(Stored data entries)
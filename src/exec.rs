//! External command execution.
//!
//! Everything the tool needs from `git` and the package managers goes
//! through the [`Executor`] trait: a program name, an argument list, and back
//! an exit status plus captured output.
use std::path::Path;
use std::process::{Command, Output};

use crate::error::ExecError;

/// Result of a command execution.
#[derive(Debug, Clone)]
pub struct ExecResult {
    /// Captured standard output (lossy UTF-8).
    pub stdout: String,
    /// Captured standard error (lossy UTF-8).
    pub stderr: String,
    /// Whether the process exited successfully.
    pub success: bool,
    /// Exit code, if the process exited normally.
    pub code: Option<i32>,
}

impl ExecResult {
    /// Combined, trimmed stdout and stderr.
    ///
    /// winget and choco write most diagnostics to stdout, so failure details
    /// are only useful when both streams are shown.
    #[must_use]
    pub fn detail(&self) -> String {
        let out = self.stdout.trim();
        let err = self.stderr.trim();
        match (out.is_empty(), err.is_empty()) {
            (true, _) => err.to_string(),
            (false, true) => out.to_string(),
            (false, false) => format!("{out}\n{err}"),
        }
    }
}

impl From<Output> for ExecResult {
    fn from(output: Output) -> Self {
        Self {
            stdout: String::from_utf8_lossy(&output.stdout).to_string(),
            stderr: String::from_utf8_lossy(&output.stderr).to_string(),
            success: output.status.success(),
            code: output.status.code(),
        }
    }
}

/// Abstraction over process execution, injectable for tests.
pub trait Executor: Send + Sync + std::fmt::Debug {
    /// Run a command and return its output. Fails if the command exits non-zero.
    ///
    /// # Errors
    ///
    /// Returns [`ExecError::Spawn`] if the program cannot be started and
    /// [`ExecError::Failed`] if it exits unsuccessfully.
    fn run(&self, program: &str, args: &[&str]) -> Result<ExecResult, ExecError>;

    /// Run a command in a specific directory. Fails if the command exits non-zero.
    ///
    /// # Errors
    ///
    /// Same as [`Executor::run`].
    fn run_in(&self, dir: &Path, program: &str, args: &[&str]) -> Result<ExecResult, ExecError>;

    /// Run a command, allowing failure (returns result without bailing).
    ///
    /// # Errors
    ///
    /// Returns [`ExecError::Spawn`] if the program cannot be started.
    fn run_unchecked(&self, program: &str, args: &[&str]) -> Result<ExecResult, ExecError>;

    /// Check if a program is available on `PATH`.
    fn which(&self, program: &str) -> bool;
}

/// Production [`Executor`] backed by [`std::process::Command`].
#[derive(Debug, Default, Clone, Copy)]
pub struct SystemExecutor;

/// Execute a command and return the result, failing on non-zero exit.
fn execute_checked(mut cmd: Command, label: &str) -> Result<ExecResult, ExecError> {
    let output = cmd.output().map_err(|source| ExecError::Spawn {
        program: label.to_string(),
        source,
    })?;
    let result = ExecResult::from(output);
    if !result.success {
        return Err(ExecError::Failed {
            program: label.to_string(),
            code: result.code.unwrap_or(-1),
            stderr: result.stderr.trim().to_string(),
        });
    }
    Ok(result)
}

impl Executor for SystemExecutor {
    fn run(&self, program: &str, args: &[&str]) -> Result<ExecResult, ExecError> {
        let mut cmd = Command::new(program);
        cmd.args(args);
        execute_checked(cmd, program)
    }

    fn run_in(&self, dir: &Path, program: &str, args: &[&str]) -> Result<ExecResult, ExecError> {
        let mut cmd = Command::new(program);
        cmd.args(args).current_dir(dir);
        execute_checked(cmd, &format!("{program} in {}", dir.display()))
    }

    fn run_unchecked(&self, program: &str, args: &[&str]) -> Result<ExecResult, ExecError> {
        let output = Command::new(program)
            .args(args)
            .output()
            .map_err(|source| ExecError::Spawn {
                program: program.to_string(),
                source,
            })?;
        Ok(ExecResult::from(output))
    }

    fn which(&self, program: &str) -> bool {
        which::which(program).is_ok()
    }
}
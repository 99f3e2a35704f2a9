//! File-system helpers shared by the link reconciler and the purge engine.
use anyhow::{Context as _, Result};
use std::io;
use std::path::{Path, PathBuf};

/// `FILE_ATTRIBUTE_DIRECTORY`
#[cfg(windows)]
const FILE_ATTRIBUTE_DIRECTORY: u32 = 0x10;
/// `FILE_ATTRIBUTE_REPARSE_POINT` (symlinks, junctions)
#[cfg(windows)]
const FILE_ATTRIBUTE_REPARSE_POINT: u32 = 0x400;
/// `ERROR_ACCESS_DENIED`
#[cfg(windows)]
const ERROR_ACCESS_DENIED: i32 = 5;
/// `ERROR_PRIVILEGE_NOT_HELD`
#[cfg(windows)]
const ERROR_PRIVILEGE_NOT_HELD: i32 = 1314;
#[cfg(windows)]
const CREATE_NO_WINDOW: u32 = 0x0800_0000;

/// Ensure the parent directory of `path` exists, creating it (and any
/// ancestors) if necessary.
///
/// # Errors
///
/// Returns an error if the directory cannot be created.
pub fn ensure_parent_dir(path: &Path) -> Result<()> {
    if let Some(parent) = path.parent()
        && !parent.as_os_str().is_empty()
    {
        std::fs::create_dir_all(parent)
            .with_context(|| format!("create parent: {}", parent.display()))?;
    }
    Ok(())
}

/// Whether `path` exists without following a final link.
///
/// Unlike [`Path::exists`], a dangling link counts as existing.
#[must_use]
pub fn entry_exists(path: &Path) -> bool {
    path.symlink_metadata().is_ok()
}

/// Check if metadata (from `symlink_metadata`) represents a link: a symlink
/// or, on Windows, any reparse point such as a junction.
#[must_use]
pub fn is_link(meta: &std::fs::Metadata) -> bool {
    #[cfg(windows)]
    {
        use std::os::windows::fs::MetadataExt;
        meta.is_symlink() || meta.file_attributes() & FILE_ATTRIBUTE_REPARSE_POINT != 0
    }
    #[cfg(not(windows))]
    {
        meta.is_symlink()
    }
}

/// Check if metadata represents a directory-like entry.
///
/// On Windows, `symlink_metadata().is_dir()` returns `false` for directory
/// symlinks, so the raw `FILE_ATTRIBUTE_DIRECTORY` bit is checked instead.
#[must_use]
pub fn is_dir_like(meta: &std::fs::Metadata) -> bool {
    #[cfg(windows)]
    {
        use std::os::windows::fs::MetadataExt;
        meta.file_attributes() & FILE_ATTRIBUTE_DIRECTORY != 0
    }
    #[cfg(not(windows))]
    {
        meta.is_dir()
    }
}

/// Compare two paths, normalising the `\\?\` prefix that Windows
/// `read_link` prepends to extended-length paths.
#[must_use]
pub fn paths_equal(a: &Path, b: &Path) -> bool {
    strip_verbatim(a) == strip_verbatim(b)
}

fn strip_verbatim(p: &Path) -> PathBuf {
    let s = p.to_string_lossy();
    s.strip_prefix(r"\\?\")
        .map_or_else(|| p.to_path_buf(), PathBuf::from)
}

/// Whether the link at `link` resolves to `target`.
///
/// An absolute stored link text is compared first; failing that, both sides
/// are canonicalised so relative links and differing spellings of the same
/// location still match.  Relative link text is resolved against the link's
/// own directory, so it never matches on spelling alone.  Returns `false` if
/// `link` is not a link.
#[must_use]
pub fn link_points_to(link: &Path, target: &Path) -> bool {
    let Ok(stored) = std::fs::read_link(link) else {
        return false;
    };
    if stored.is_absolute() && paths_equal(&stored, target) {
        return true;
    }
    same_entry(link, target)
}

/// Whether `a` and `b` resolve to the same existing location.
#[must_use]
pub fn same_entry(a: &Path, b: &Path) -> bool {
    match (dunce::canonicalize(a), dunce::canonicalize(b)) {
        (Ok(a), Ok(b)) => a == b,
        _ => false,
    }
}

/// Whether removing the entry at `path` would also remove `target`.
///
/// Links are removed without following them, so only a real file or
/// directory that resolves to `target` or one of its ancestors qualifies.
/// This happens when `path` is reached through a directory that is itself
/// linked into the store.
#[must_use]
pub fn would_destroy(path: &Path, target: &Path) -> bool {
    let Ok(meta) = path.symlink_metadata() else {
        return false;
    };
    if is_link(&meta) {
        return false;
    }
    match (dunce::canonicalize(path), dunce::canonicalize(target)) {
        (Ok(path), Ok(target)) => target.starts_with(path),
        _ => false,
    }
}

/// The sibling path used to keep a replaced entry: `<name>.bak`.
#[must_use]
pub fn backup_path(path: &Path) -> PathBuf {
    path.file_name().map_or_else(
        || path.with_extension("bak"),
        |name| {
            let mut backup = name.to_os_string();
            backup.push(".bak");
            path.with_file_name(backup)
        },
    )
}

/// Move the entry at `path` to its [`backup_path`], replacing an older backup.
///
/// # Errors
///
/// Returns an error if the old backup cannot be removed or the rename fails.
pub fn move_to_backup(path: &Path) -> Result<PathBuf> {
    let backup = backup_path(path);
    if entry_exists(&backup) {
        remove_entry(&backup)
            .with_context(|| format!("remove old backup: {}", backup.display()))?;
    }
    std::fs::rename(path, &backup).with_context(|| {
        format!("back up {} to {}", path.display(), backup.display())
    })?;
    Ok(backup)
}

/// Forcefully remove whatever is at `path`.
///
/// Links (including junctions) are removed without touching what they point
/// to, files are unlinked, and real directories are removed recursively.  On
/// Windows a permission failure clears read-only attributes and retries once.
///
/// # Errors
///
/// Returns the underlying I/O error verbatim.
pub fn remove_entry(path: &Path) -> io::Result<()> {
    let meta = std::fs::symlink_metadata(path)?;
    if is_link(&meta) {
        return remove_link(path);
    }
    let remove = || {
        if meta.is_dir() {
            std::fs::remove_dir_all(path)
        } else {
            std::fs::remove_file(path)
        }
    };
    match remove() {
        Err(e) if e.kind() == io::ErrorKind::PermissionDenied && clear_readonly(path) => remove(),
        other => other,
    }
}

/// Remove a link, handling platform differences.
///
/// On Windows, directory symlinks and junctions must be removed with
/// `remove_dir` (not `remove_file`).  If `remove_dir` fails with
/// "access denied", `cmd /c rmdir` is tried, which runs in a separate process
/// that holds no handles from this one.
///
/// # Errors
///
/// Returns the underlying I/O error.
pub fn remove_link(path: &Path) -> io::Result<()> {
    let meta = std::fs::symlink_metadata(path)?;
    if is_dir_like(&meta) {
        match std::fs::remove_dir(path) {
            #[cfg(windows)]
            Err(e) if e.raw_os_error() == Some(ERROR_ACCESS_DENIED) => remove_dir_fallback(path),
            other => other,
        }
    } else {
        std::fs::remove_file(path)
    }
}

#[cfg(windows)]
fn remove_dir_fallback(path: &Path) -> io::Result<()> {
    use std::os::windows::process::CommandExt;
    let output = std::process::Command::new("cmd")
        .arg("/c")
        .arg("rmdir")
        .arg("/q")
        .arg(path)
        .creation_flags(CREATE_NO_WINDOW)
        .output()?;
    if output.status.success() {
        Ok(())
    } else {
        Err(io::Error::other(format!(
            "rmdir '{}': {}",
            path.display(),
            String::from_utf8_lossy(&output.stderr).trim()
        )))
    }
}

/// Clear read-only attributes below `path` (not following links).
///
/// Returns `true` if any attribute was changed, i.e. a retry may succeed.
#[cfg(windows)]
fn clear_readonly(path: &Path) -> bool {
    let Ok(meta) = std::fs::symlink_metadata(path) else {
        return false;
    };
    let mut changed = false;
    if meta.is_dir() && !is_link(&meta) {
        if let Ok(entries) = std::fs::read_dir(path) {
            for entry in entries.flatten() {
                changed |= clear_readonly(&entry.path());
            }
        }
    }
    let mut perms = meta.permissions();
    if perms.readonly() {
        #[allow(clippy::permissions_set_readonly_false)]
        perms.set_readonly(false);
        changed |= std::fs::set_permissions(path, perms).is_ok();
    }
    changed
}

/// Deletion permission on Unix comes from the parent directory, not the
/// entry's own mode bits, so there is nothing to clear.
#[cfg(not(windows))]
const fn clear_readonly(_path: &Path) -> bool {
    false
}

/// Create a link at `link` pointing to `target`.
///
/// Directory targets get a directory link and file targets a file symlink;
/// on Windows a uniform symlink call fails across that boundary.  When
/// Windows refuses symlinks (no Developer Mode, not elevated), directories
/// fall back to an NTFS junction via `mklink /J`.
///
/// # Errors
///
/// Returns an error if no link could be created.
pub fn create_link(target: &Path, link: &Path) -> Result<()> {
    #[cfg(unix)]
    {
        std::os::unix::fs::symlink(target, link).with_context(|| {
            format!(
                "creating symlink {} -> {}",
                link.display(),
                target.display()
            )
        })?;
    }

    #[cfg(windows)]
    {
        let is_dir = target.is_dir();
        let result = if is_dir {
            std::os::windows::fs::symlink_dir(target, link)
        } else {
            std::os::windows::fs::symlink_file(target, link)
        };
        match result {
            Ok(()) => {}
            Err(e)
                if matches!(
                    e.raw_os_error(),
                    Some(ERROR_ACCESS_DENIED | ERROR_PRIVILEGE_NOT_HELD)
                ) =>
            {
                if is_dir {
                    create_junction(target, link)?;
                } else {
                    return Err(e).with_context(|| {
                        format!(
                            "Cannot create symlink for '{}'. Enable Developer Mode \
                             (Settings > System > For developers) or run as Administrator",
                            link.display()
                        )
                    });
                }
            }
            Err(e) => {
                return Err(e).with_context(|| {
                    format!("creating symlink {} -> {}", link.display(), target.display())
                });
            }
        }
    }

    Ok(())
}

/// Create an NTFS junction with `mklink /J`, which needs no privilege.
#[cfg(windows)]
fn create_junction(target: &Path, link: &Path) -> Result<()> {
    use std::os::windows::process::CommandExt;
    let output = std::process::Command::new("cmd")
        .arg("/c")
        .arg("mklink")
        .arg("/J")
        .arg(link)
        .arg(target)
        .creation_flags(CREATE_NO_WINDOW)
        .output()
        .context("failed to run mklink /J")?;
    if !output.status.success() {
        anyhow::bail!(
            "Cannot create symlink or junction for '{}': {}",
            link.display(),
            String::from_utf8_lossy(&output.stderr).trim()
        );
    }
    Ok(())
}
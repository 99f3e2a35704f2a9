use std::sync::{Arc, Mutex};

use serde::Serialize;

use crate::config::Config;
use crate::exec::Executor;
use crate::expand::Environment;
use crate::logging::{Log, TaskEntry};
use crate::operations::FileSystemOps;
use crate::platform::Platform;
use crate::purge::PurgeSummary;
use crate::resources::link::{LinkOptions, LinkReport, UnlinkResult};
use crate::resources::package::PackageResult;

/// Structured results of a run, printed with `--json`.
#[derive(Debug, Default, Clone, Serialize)]
pub struct RunReport {
    /// Whether this was a dry run.
    pub dry_run: bool,
    /// Task outcomes in execution order.
    pub tasks: Vec<TaskEntry>,
    /// Package installation results.
    #[serde(skip_serializing_if = "Vec::is_empty")]
    pub packages: Vec<PackageResult>,
    /// Link reconciliation report.
    #[serde(skip_serializing_if = "Option::is_none")]
    pub links: Option<LinkReport>,
    /// Link removal results.
    #[serde(skip_serializing_if = "Vec::is_empty")]
    pub unlinks: Vec<UnlinkResult>,
    /// One summary per purge pattern.
    #[serde(skip_serializing_if = "Vec::is_empty")]
    pub purge: Vec<PurgeSummary>,
}

/// Shared context for task execution.
pub struct Context {
    /// Loaded configuration.
    pub config: Arc<Config>,
    /// Detected platform information.
    pub platform: Arc<Platform>,
    /// Logger for output and task recording.
    pub log: Arc<dyn Log>,
    /// Whether to perform a dry run (preview changes without applying).
    pub dry_run: bool,
    /// Environment snapshot used to expand configured paths.
    pub env: Arc<Environment>,
    /// Command executor (for testing or real system calls).
    pub executor: Arc<dyn Executor>,
    /// Filesystem operation abstraction used by the purge engine.
    pub fs_ops: Arc<dyn FileSystemOps>,
    /// Link policy: configuration merged with command-line flags.
    pub link_options: LinkOptions,
    report: Mutex<RunReport>,
}

impl std::fmt::Debug for Context {
    fn fmt(&self, f: &mut std::fmt::Formatter<'_>) -> std::fmt::Result {
        f.debug_struct("Context")
            .field("config", &self.config.path)
            .field("platform", &self.platform)
            .field("log", &"<dyn Log>")
            .field("dry_run", &self.dry_run)
            .field("executor", &self.executor)
            .field("fs_ops", &self.fs_ops)
            .field("link_options", &self.link_options)
            .finish_non_exhaustive()
    }
}

impl Context {
    /// Creates a new context for task execution.
    ///
    /// Link options start from the configuration's `[links]` policy.
    #[must_use]
    pub fn new(
        config: Arc<Config>,
        platform: Arc<Platform>,
        log: Arc<dyn Log>,
        dry_run: bool,
        env: Arc<Environment>,
        executor: Arc<dyn Executor>,
        fs_ops: Arc<dyn FileSystemOps>,
    ) -> Self {
        let link_options = LinkOptions {
            overwrite: config.overwrite || config.backup,
            backup: config.backup,
            dry_run,
        };
        Self {
            config,
            platform,
            log,
            dry_run,
            env,
            executor,
            fs_ops,
            link_options,
            report: Mutex::new(RunReport {
                dry_run,
                ..RunReport::default()
            }),
        }
    }

    /// Return a new context with the given link options.
    #[must_use]
    pub fn with_link_options(mut self, options: LinkOptions) -> Self {
        self.link_options = LinkOptions {
            dry_run: self.dry_run,
            ..options
        };
        self
    }

    /// Return a new context with the given logger.
    #[must_use]
    pub fn with_log(mut self, log: Arc<dyn Log>) -> Self {
        self.log = log;
        self
    }

    /// Mutate the run report.
    pub fn report(&self, update: impl FnOnce(&mut RunReport)) {
        let mut guard = self
            .report
            .lock()
            .unwrap_or_else(std::sync::PoisonError::into_inner);
        update(&mut guard);
    }

    /// Snapshot of the run report.
    #[must_use]
    pub fn report_snapshot(&self) -> RunReport {
        self.report
            .lock()
            .unwrap_or_else(std::sync::PoisonError::into_inner)
            .clone()
    }
}
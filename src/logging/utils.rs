//! Utility functions for path resolution, ANSI stripping, and time formatting.
use std::fs;
use std::path::PathBuf;

use crate::expand::Environment;

/// Strip ANSI escape sequences from a string.
///
/// Handles SGR sequences (ending in `m`) and other CSI sequences (ending
/// in any letter in the `@`..`~` range), so cursor movement, erase, etc.
/// are also stripped without consuming unrelated text.
pub(super) fn strip_ansi(s: &str) -> String {
    let mut out = String::with_capacity(s.len());
    let mut chars = s.chars();
    while let Some(c) = chars.next() {
        if c == '\x1b' {
            if let Some(next) = chars.next()
                && next == '['
            {
                for inner in chars.by_ref() {
                    if ('@'..='~').contains(&inner) {
                        break;
                    }
                }
            }
        } else {
            out.push(c);
        }
    }
    out
}

/// The `provision` cache directory: `$XDG_CACHE_HOME/provision`, falling
/// back to `~/.cache/provision`.
#[must_use]
pub fn cache_dir(env: &Environment) -> PathBuf {
    env.get("XDG_CACHE_HOME")
        .filter(|v| !v.is_empty())
        .map_or_else(
            || {
                env.home()
                    .unwrap_or_else(|| PathBuf::from("."))
                    .join(".cache")
            },
            PathBuf::from,
        )
        .join("provision")
}

/// Return the log file path for `command`, creating the cache directory.
///
/// Returns `None` if the directory cannot be created.
#[must_use]
pub fn log_file_path(env: &Environment, command: &str) -> Option<PathBuf> {
    let dir = cache_dir(env);
    fs::create_dir_all(&dir).ok()?;
    Some(dir.join(format!("{command}.log")))
}

/// Format the current UTC time as `YYYY-MM-DD HH:MM:SS`.
pub(super) fn format_utc_datetime() -> String {
    chrono::Utc::now().format("%Y-%m-%d %H:%M:%S").to_string()
}

/// Format the current UTC time as `HH:MM:SS`.
pub(super) fn format_utc_time() -> String {
    chrono::Utc::now().format("%H:%M:%S").to_string()
}
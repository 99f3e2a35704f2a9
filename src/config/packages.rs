//! `[[packages]]` validation.
use crate::resources::package::PackageSpec;

/// Describe the first unusable package entry, if any.
#[must_use]
pub fn validate(packages: &[PackageSpec]) -> Option<String> {
    packages.iter().enumerate().find_map(|(i, p)| {
        if p.id.trim().is_empty() {
            Some(format!("packages[{i}]: id must not be empty"))
        } else if p.id.contains(char::is_whitespace) {
            Some(format!("packages[{i}]: id '{}' contains whitespace", p.id))
        } else {
            None
        }
    })
}

#[cfg(test)]
mod tests {
    use super::*;

    #[test]
    fn accepts_plain_ids() {
        assert_eq!(
            validate(&[PackageSpec::winget("Git.Git"), PackageSpec::winget("7zip.7zip")]),
            None
        );
    }

    #[test]
    fn rejects_empty_and_spaced_ids() {
        assert_eq!(
            validate(&[PackageSpec::winget("")]).as_deref(),
            Some("packages[0]: id must not be empty")
        );
        assert_eq!(
            validate(&[PackageSpec::winget("ok"), PackageSpec::winget("Git Git")]).as_deref(),
            Some("packages[1]: id 'Git Git' contains whitespace")
        );
    }
}
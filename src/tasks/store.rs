use anyhow::{Context as _, Result};

use super::{Context, Task, TaskResult};

/// Clone the dotfiles store, or fast-forward it when it already exists.
#[derive(Debug)]
pub struct SyncStore;

impl Task for SyncStore {
    fn name(&self) -> &'static str {
        "Sync store"
    }

    fn should_run(&self, ctx: &Context) -> bool {
        ctx.config.store.repository.is_some() && ctx.config.store.path.is_some()
    }

    fn run(&self, ctx: &Context) -> Result<TaskResult> {
        let (Some(repository), Some(path)) = (
            ctx.config.store.repository.as_deref(),
            ctx.config.store_path(&ctx.env),
        ) else {
            return Ok(TaskResult::Skipped("no store configured".to_string()));
        };

        if !ctx.executor.which("git") {
            return Ok(TaskResult::Skipped("git not found".to_string()));
        }

        if !path.exists() {
            if ctx.dry_run {
                ctx.log
                    .dry_run(&format!("git clone {repository} {}", path.display()));
                return Ok(TaskResult::DryRun);
            }
            let target = path.to_string_lossy();
            ctx.executor
                .run("git", &["clone", repository, &target])
                .with_context(|| format!("cloning {repository}"))?;
            ctx.log.info(&format!("cloned store into {}", path.display()));
            return Ok(TaskResult::Ok);
        }

        if !path.join(".git").exists() {
            return Ok(TaskResult::Skipped(format!(
                "{} is not a git work tree",
                path.display()
            )));
        }

        if ctx.dry_run {
            ctx.log.dry_run("git pull --ff-only");
            return Ok(TaskResult::DryRun);
        }

        ctx.log.debug(&format!("pulling in {}", path.display()));
        match ctx.executor.run_in(&path, "git", &["pull", "--ff-only"]) {
            Ok(r) => {
                let msg = r.stdout.trim().to_string();
                ctx.log.debug(&format!("git pull output: {msg}"));
                if msg.contains("Already up to date") {
                    ctx.log.info("already up to date");
                } else {
                    ctx.log.info("store updated");
                }
                Ok(TaskResult::Ok)
            }
            Err(e) => {
                ctx.log.warn(&format!("git pull failed: {e:#}"));
                Ok(TaskResult::Skipped("git pull failed".to_string()))
            }
        }
    }
}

▸ **HOW TO COMPLETE THIS TASK**
Your task is to return each line of the data above that contains the string "engine".

▸ **WRITTEN ANSWER**
//! File-system helpers shared by the link reconciler and the purge engine.
    /// Filesystem operation abstraction used by the purge engine.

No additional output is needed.